Qualified taxpayers are able to take advantage of the domestic production activity deduction (DPAD). This deduction—also called the manufacturing deduction or the Sec. 199 deduction—replaced former foreign sales corporation and extraterritorial income provisions of the Code, so taxpayers who did not benefit from those provisions’ export tax benefits may overlook it. However, the DPAD is available to a wide variety of U.S. taxpayers, not just those who export their products.

The deduction is limited to 9% of the lesser of qualified production activities income (QPAI) or taxable income for the year. When the deduction was created in 2005, it was 3%. It increased to 6% in 2007, and has been 9% since 2010 (Sec. 199(a)). This percentage is reduced for oil and gas activities (Sec. 199(d)(9)).

Adjusted gross income is substituted for taxable income for individuals, estates, or trusts (Sec. 199(d)(2)). The deduction is calculated and reported on Form 8903, Domestic Production Activities Deduction, or on Schedules K-1 for passthrough entities.

The deduction is further limited so that it cannot exceed 50% of allocable W-2 wages. Wages for this purpose include amounts reported on Form W-2, Wage and Tax Statement, along with deferred compensation such as deferrals for 457, 401(k), 403(b), SIMPLE, and SEP plans (Sec. 199(b)).


QPAI equals domestic production gross receipts (DPGRs), reduced by cost of goods sold, and other deductions, expenses, and losses allocable to the receipts (Sec. 199(c)(1)).
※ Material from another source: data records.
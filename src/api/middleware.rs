//! API Middleware (Logging)

use axum::{extract::Request, middleware::Next, response::Response};
use std::time::Instant;
use tracing::info;

/// Request logging middleware
pub async fn logging_middleware(request: Request, next: Next) -> Response {
    let start = Instant::now();
    let method = request.method().clone();
    let uri = request.uri().clone();

    let response = next.run(request).await;

    let latency = start.elapsed();
    let status = response.status();

    info!(
        method = %method,
        uri = %uri,
        status = %status.as_u16(),
        latency_ms = %latency.as_millis(),
        "Request completed"
    );

    response
}
//! Messari API Client - asset profile enrichment
//!
//! Best-effort only. The key is optional: without it the request still goes
//! out unauthenticated and Messari may return a degraded profile.
//!
//! API: https://data.messari.io/api/v2/assets/{symbol}/profile

use eyre::{eyre, Result};
use reqwest::StatusCode;
use serde_json::Value;
use std::time::Duration;
use tracing::{debug, warn};

use super::endpoint_url;
use crate::models::{Enrichment, UnavailableReason};
use crate::utils::constants::MESSARI_API_KEY_HEADER;

/// Messari API client
#[derive(Debug, Clone)]
pub struct MessariClient {
    client: reqwest::Client,
    base_url: String,
    api_key: Option<String>,
    timeout: Duration,
}

impl MessariClient {
    pub fn new(
        client: reqwest::Client,
        base_url: impl Into<String>,
        api_key: Option<String>,
        timeout: Duration,
    ) -> Self {
        Self {
            client,
            base_url: base_url.into().trim_end_matches('/').to_string(),
            api_key,
            timeout,
        }
    }

    /// Profile JSON for an asset symbol
    pub async fn asset_profile(&self, symbol: &str) -> Enrichment<Value> {
        match self.fetch_profile(symbol).await {
            Ok(profile) => profile,
            Err(e) => {
                warn!("⚠️ Messari profile lookup failed for {}: {}", symbol, e);
                Enrichment::Unavailable(UnavailableReason::Transport(e.to_string()))
            }
        }
    }

    async fn fetch_profile(&self, symbol: &str) -> Result<Enrichment<Value>> {
        let url = endpoint_url(&self.base_url, &["v2", "assets", symbol, "profile"])?;
        debug!(%url, authenticated = self.api_key.is_some(), "Messari request");

        let mut request = self.client.get(url).timeout(self.timeout);
        if let Some(key) = &self.api_key {
            request = request.header(MESSARI_API_KEY_HEADER, key);
        }

        let response = request
            .send()
            .await
            .map_err(|e| eyre!("Messari request failed: {}", e))?;

        match response.status() {
            StatusCode::NOT_FOUND => {
                debug!("Messari has no profile for {}", symbol);
                Ok(Enrichment::Unavailable(UnavailableReason::NotFound))
            }
            status if !status.is_success() => {
                warn!("⚠️ Messari answered HTTP {} for {}", status, symbol);
                Ok(Enrichment::Unavailable(UnavailableReason::Rejected(format!("HTTP {}", status))))
            }
            _ => {
                let profile: Value = response
                    .json()
                    .await
                    .map_err(|e| eyre!("Failed to parse Messari response: {}", e))?;
                Ok(Enrichment::Available(profile))
            }
        }
    }
}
As the name implies, DPGR applies to domestic operations and consists of:

  • Gross receipts from lease, rental, sale, exchange, or disposition of qualified production property (QPP) which was manufactured, produced, grown, or extracted by the taxpayer in whole or in significant part within the United States. QPP is normally tangible personal property, but it also includes computer software and sound recordings. It does not include land, buildings, or structural components.
  • Construction or substantial renovation of U.S. real property.
  • Engineering or architectural services for U.S. construction projects (Sec. 199(c)(4)).

DPGR does not include activities that are:

  • Exclusively sales of property; or
  • Exclusively services, with the exception of construction, engineering, or architecture.

Allocation of receipts

Any reasonable method may be used to allocate gross receipts between DPGRs and non-DPGRs. Taxpayers are required to use the specific identification method if the amounts are readily available and the method would not cause the taxpayer to incur any undue burden or expense. There is a de minimis exception when less than 5% of total gross receipts is from non-DPGRs. In this case, there is no requirement to allocate gross receipts (Regs. Sec. 1.199-1(d)).

Allocation of costs

When determining QPAI, taxpayers need to determine the allocable portion of cost of goods sold along with the allocable portion of other expenses, losses, and deductions. For taxpayers that have no non-DPGRs, all cost of goods sold would reduce their QPAI. Other taxpayers should use a reasonable method of allocation. These methods could include allocating expenses based on gross receipts, units produced, or total production costs. Taxpayers should keep in mind that if costs can be specifically identified without undue burden or cost, this method should be used. The method for allocation of cost of goods sold should be consistent with method of allocation of gross receipts, unless there is support that a different method is more accurate (Regs. Sec. 1.199-4).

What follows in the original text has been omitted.